Carboidrati a fine pasto

Nuove notizie per chi soffre di diabete di tipo 2: assumere i glucidi a fine pasto ridurrebbe il picco glicemico

Carboidrati a fine pasto

Il diabeteè una condizione cronica dalla quale, purtroppo, è impossibile guarire. Se non si interviene, la glicemia, vale a dire la concentrazione di zucchero nel sangue, tende ad aumentare in modo incontrollato, andando a causare numerose conseguenze sul metabolismo e sull’intero benessere dell’organismo.

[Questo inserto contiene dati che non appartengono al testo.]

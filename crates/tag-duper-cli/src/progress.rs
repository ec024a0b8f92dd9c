use colored::*;
use indicatif::{ProgressBar, ProgressStyle};
use std::sync::Mutex;
use tag_duper_core::analysis::{MergeOutcome, PassSummary};
use tag_duper_core::ProgressReporter;

/// CLI progress reporter.
///
/// - Rehash: progress bar (total known up front)
/// - Resolution: one status line per batch and per merge
pub struct CliReporter {
    bar: Mutex<Option<ProgressBar>>,
}

impl CliReporter {
    pub fn new() -> Self {
        Self {
            bar: Mutex::new(None),
        }
    }

    fn set_bar(&self, pb: ProgressBar) {
        if let Ok(mut guard) = self.bar.lock() {
            if let Some(old) = guard.take() {
                old.finish_and_clear();
            }
            *guard = Some(pb);
        }
    }

    fn finish_bar(&self) {
        if let Ok(mut guard) = self.bar.lock() {
            if let Some(pb) = guard.take() {
                pb.finish_and_clear();
            }
        }
    }
}

impl ProgressReporter for CliReporter {
    fn on_hash_start(&self, total_files: usize) {
        let pb = ProgressBar::new(total_files as u64);
        if let Ok(style) = ProgressStyle::with_template(
            "  {spinner:.cyan} Hashing [{bar:30.cyan/dim}] {pos}/{len} files ({eta} remaining)",
        ) {
            pb.set_style(style.progress_chars("━╸─").tick_chars("⠋⠙⠹⠸⠼⠴⠦⠧⠇⠏"));
        }
        pb.enable_steady_tick(std::time::Duration::from_millis(80));
        self.set_bar(pb);
    }

    fn on_hash_progress(&self, files_hashed: usize, _total_files: usize) {
        if let Ok(guard) = self.bar.lock() {
            if let Some(pb) = guard.as_ref() {
                pb.set_position(files_hashed as u64);
            }
        }
    }

    fn on_hash_complete(&self, updated: usize, duration_secs: f64) {
        self.finish_bar();
        eprintln!(
            "  {} Rehash complete: {} fingerprints updated in {:.2}s",
            "✓".green(),
            updated,
            duration_secs
        );
    }

    fn on_pass_start(&self, groups: usize, files: usize) {
        eprintln!(
            "  {} duplicate groups, {} files",
            groups.to_string().red(),
            files.to_string().red()
        );
    }

    fn on_batch_start(&self, batch: usize, groups: usize, files: usize) {
        eprintln!(
            "  {} Batch {}: {} groups, {} files",
            "→".cyan(),
            batch,
            groups,
            files
        );
    }

    fn on_batch_complete(&self, batch: usize, removed: usize) {
        eprintln!(
            "  {} Batch {}: {} files removed",
            "✓".green(),
            batch,
            removed
        );
    }

    fn on_merge(&self, outcome: &MergeOutcome) {
        let line = format!(
            "    {} taggings from {} removed copies -> {}",
            outcome.added,
            outcome.untagged.len(),
            outcome.survivor.display()
        );
        if outcome.other_survivors > 0 {
            eprintln!("{} ({} other copies remain)", line.yellow(), outcome.other_survivors);
        } else {
            eprintln!("{}", line);
        }
    }

    fn on_pass_complete(&self, summary: &PassSummary) {
        let status = if summary.cancelled {
            "cancelled".yellow()
        } else {
            "complete".green()
        };
        eprintln!(
            "  Resolution {}: {} batches, {} files removed, {} groups merged",
            status,
            summary.batches,
            summary.removed_files,
            summary.merges.len()
        );
        if !summary.deferred.is_empty() {
            eprintln!(
                "  {} groups left unmerged with several copies remaining",
                summary.deferred.len().to_string().yellow()
            );
        }
    }
}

La medicina ha imparato a distinguere due tipologie di diabete, denominate “tipo 1” e “tipo 2”. 

Nel diabete di tipo 1 la persona perde rapidamente la capacità di produrre insulina, ed è portata quindi ad assumerla dall'esterno ogni giorno attraverso iniezioni o un microinfusore. Nel diabete di tipo 2, invece, la capacità di produrre insulina viene persa gradualmente, e proprio in questo caso è relativamente più semplice prevenirne l’insorgenza.

Questo obiettivo si raggiunge in primo luogo migliorando le abitudini di vita: ridurre la sedentarietà, aumentare l'esercizio fisico, ridurre la quantità di calorie assunte giornalmente. 

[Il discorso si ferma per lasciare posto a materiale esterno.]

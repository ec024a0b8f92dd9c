pub mod analysis;
pub mod config;
pub mod error;
pub mod hasher;
pub mod progress;
pub mod scanner;
pub mod storage;

pub use analysis::resolution::{PassSummary, Resolver, ResolverOptions};
pub use config::AppConfig;
pub use error::Error;
pub use hasher::Algorithm;
pub use progress::{ProgressReporter, SilentReporter};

A ciò si aggiungono le evidenze di uno studio pubblicato dalla rivista Bmj Diabetes Research and Care, in cui sono stati testati diversi ordini di assunzione degli alimenti, ai fini di poter affermare che le persone con diabete di tipo 2 dovrebbero mangiare i carboidrati per ultimi durante un pasto: ciò dimezzerebbe il picco glicemicosuccessivo. Lasciando i carboidrati alla fine, il tasso di glicemia nei pazienti dopo il pasto è risultata dimezzata rispetto al consumo degli stessi a inizio pasto, e del 40% più bassa rispetto a quando tutti gli alimenti venivano consumati insieme. 

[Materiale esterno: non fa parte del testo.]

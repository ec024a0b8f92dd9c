pub mod digest;
pub mod identity;

use crate::error::Error;
use md5::Md5;
use sha1::Sha1;
use sha2::Sha256;
use std::fmt;
use std::path::Path;
use std::str::FromStr;

/// Setting key under which the catalog records its fingerprint algorithm.
pub const ALGORITHM_SETTING: &str = "fingerprintAlgorithm";

/// The closed set of fingerprinting algorithms a catalog may be configured with.
#[derive(Debug, Clone, Copy, PartialEq, Eq, Hash, Default)]
pub enum Algorithm {
    Sha256,
    Sha1,
    Md5,
    #[default]
    DynamicSha256,
    DynamicSha1,
    DynamicMd5,
    SymlinkTargetName,
    SymlinkTargetNameNoExt,
}

impl Algorithm {
    pub const ALL: [Algorithm; 8] = [
        Algorithm::Sha256,
        Algorithm::Sha1,
        Algorithm::Md5,
        Algorithm::DynamicSha256,
        Algorithm::DynamicSha1,
        Algorithm::DynamicMd5,
        Algorithm::SymlinkTargetName,
        Algorithm::SymlinkTargetNameNoExt,
    ];

    pub fn name(self) -> &'static str {
        match self {
            Algorithm::Sha256 => "sha256",
            Algorithm::Sha1 => "sha1",
            Algorithm::Md5 => "md5",
            Algorithm::DynamicSha256 => "dynamic:SHA256",
            Algorithm::DynamicSha1 => "dynamic:SHA1",
            Algorithm::DynamicMd5 => "dynamic:MD5",
            Algorithm::SymlinkTargetName => "symlinkTargetName",
            Algorithm::SymlinkTargetNameNoExt => "symlinkTargetNameNoExt",
        }
    }

    /// True for algorithms that hash file content rather than naming.
    pub fn is_content_based(self) -> bool {
        !matches!(
            self,
            Algorithm::SymlinkTargetName | Algorithm::SymlinkTargetNameNoExt
        )
    }
}

impl fmt::Display for Algorithm {
    fn fmt(&self, f: &mut fmt::Formatter<'_>) -> fmt::Result {
        f.write_str(self.name())
    }
}

impl FromStr for Algorithm {
    type Err = Error;

    fn from_str(s: &str) -> Result<Self, Self::Err> {
        Algorithm::ALL
            .into_iter()
            .find(|algorithm| algorithm.name() == s)
            .ok_or_else(|| Error::UnknownAlgorithm(s.to_string()))
    }
}

/// Compute the fingerprint of `path` under `algorithm`.
///
/// Missing paths and directories have no fingerprint and yield `Ok(None)`.
/// The existence check follows symlinks, so a dangling link also yields `None`.
pub fn fingerprint(path: &Path, algorithm: Algorithm) -> Result<Option<String>, Error> {
    if !path.exists() || path.is_dir() {
        return Ok(None);
    }

    let value = match algorithm {
        Algorithm::Sha256 => digest::full_hash::<Sha256>(path)?,
        Algorithm::Sha1 => digest::full_hash::<Sha1>(path)?,
        Algorithm::Md5 => digest::full_hash::<Md5>(path)?,
        Algorithm::DynamicSha256 => digest::sparse_hash::<Sha256>(path)?,
        Algorithm::DynamicSha1 => digest::sparse_hash::<Sha1>(path)?,
        Algorithm::DynamicMd5 => digest::sparse_hash::<Md5>(path)?,
        Algorithm::SymlinkTargetName => identity::symlink_target_name(path)?,
        Algorithm::SymlinkTargetNameNoExt => identity::symlink_target_name_no_ext(path)?,
    };
    Ok(Some(value))
}

#[cfg(test)]
mod tests {
    use super::*;
    use std::fs;
    use tempfile::TempDir;

    #[test]
    fn test_algorithm_names_round_trip() {
        for algorithm in Algorithm::ALL {
            let parsed: Algorithm = algorithm.to_string().parse().unwrap();
            assert_eq!(parsed, algorithm);
        }
    }

    #[test]
    fn test_unknown_algorithm_is_an_error() {
        let err = "blake3".parse::<Algorithm>().unwrap_err();
        assert!(matches!(err, Error::UnknownAlgorithm(ref name) if name == "blake3"));

        // names are case sensitive, exactly as stored by TMSU
        assert!("SHA256".parse::<Algorithm>().is_err());
    }

    #[test]
    fn test_default_is_dynamic_sha256() {
        assert_eq!(Algorithm::default(), Algorithm::DynamicSha256);
    }

    #[test]
    fn test_no_fingerprint_for_missing_or_directory() {
        let tmp = TempDir::new().unwrap();
        let missing = tmp.path().join("nope.txt");

        for algorithm in Algorithm::ALL {
            assert_eq!(fingerprint(&missing, algorithm).unwrap(), None);
            assert_eq!(fingerprint(tmp.path(), algorithm).unwrap(), None);
        }
    }

    #[test]
    fn test_known_digests() {
        let tmp = TempDir::new().unwrap();
        let path = tmp.path().join("abc.txt");
        fs::write(&path, b"abc").unwrap();

        assert_eq!(
            fingerprint(&path, Algorithm::Sha256).unwrap().unwrap(),
            "ba7816bf8f01cfea414140de5dae2223b00361a396177a9cb410ff61f20015ad"
        );
        assert_eq!(
            fingerprint(&path, Algorithm::Sha1).unwrap().unwrap(),
            "a9993e364706816aba3e25717850c26c9cd0d89d"
        );
        assert_eq!(
            fingerprint(&path, Algorithm::Md5).unwrap().unwrap(),
            "900150983cd24fb0d6963f7d28e17f72"
        );
    }

    #[test]
    fn test_identity_algorithms_use_basename_for_regular_files() {
        let tmp = TempDir::new().unwrap();
        let path = tmp.path().join("song.flac");
        fs::write(&path, b"data").unwrap();

        assert_eq!(
            fingerprint(&path, Algorithm::SymlinkTargetName).unwrap().unwrap(),
            "song.flac"
        );
        assert_eq!(
            fingerprint(&path, Algorithm::SymlinkTargetNameNoExt)
                .unwrap()
                .unwrap(),
            "song"
        );
    }
}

I risultati dello studio non stupiscono Gabriele Riccardi, docente di endocrinologia dell'Università Federico II di Napoli, che afferma:

"Se all'inizio del pasto ci sono alimenti ricchi di fibre, questi hanno l’effetto di migliorare il senso di sazietà e di rallentare l'assorbimento del glucosio - spiega - Anche le proteine hanno un effetto in questo senso, se mezz'ora prima di sedersi a tavola si fa un piccolo spuntino a base di alimenti proteici, questi aiuteranno a stimolare la secrezione insulinica: si tratta di piccoli gesti per farsi del bene”.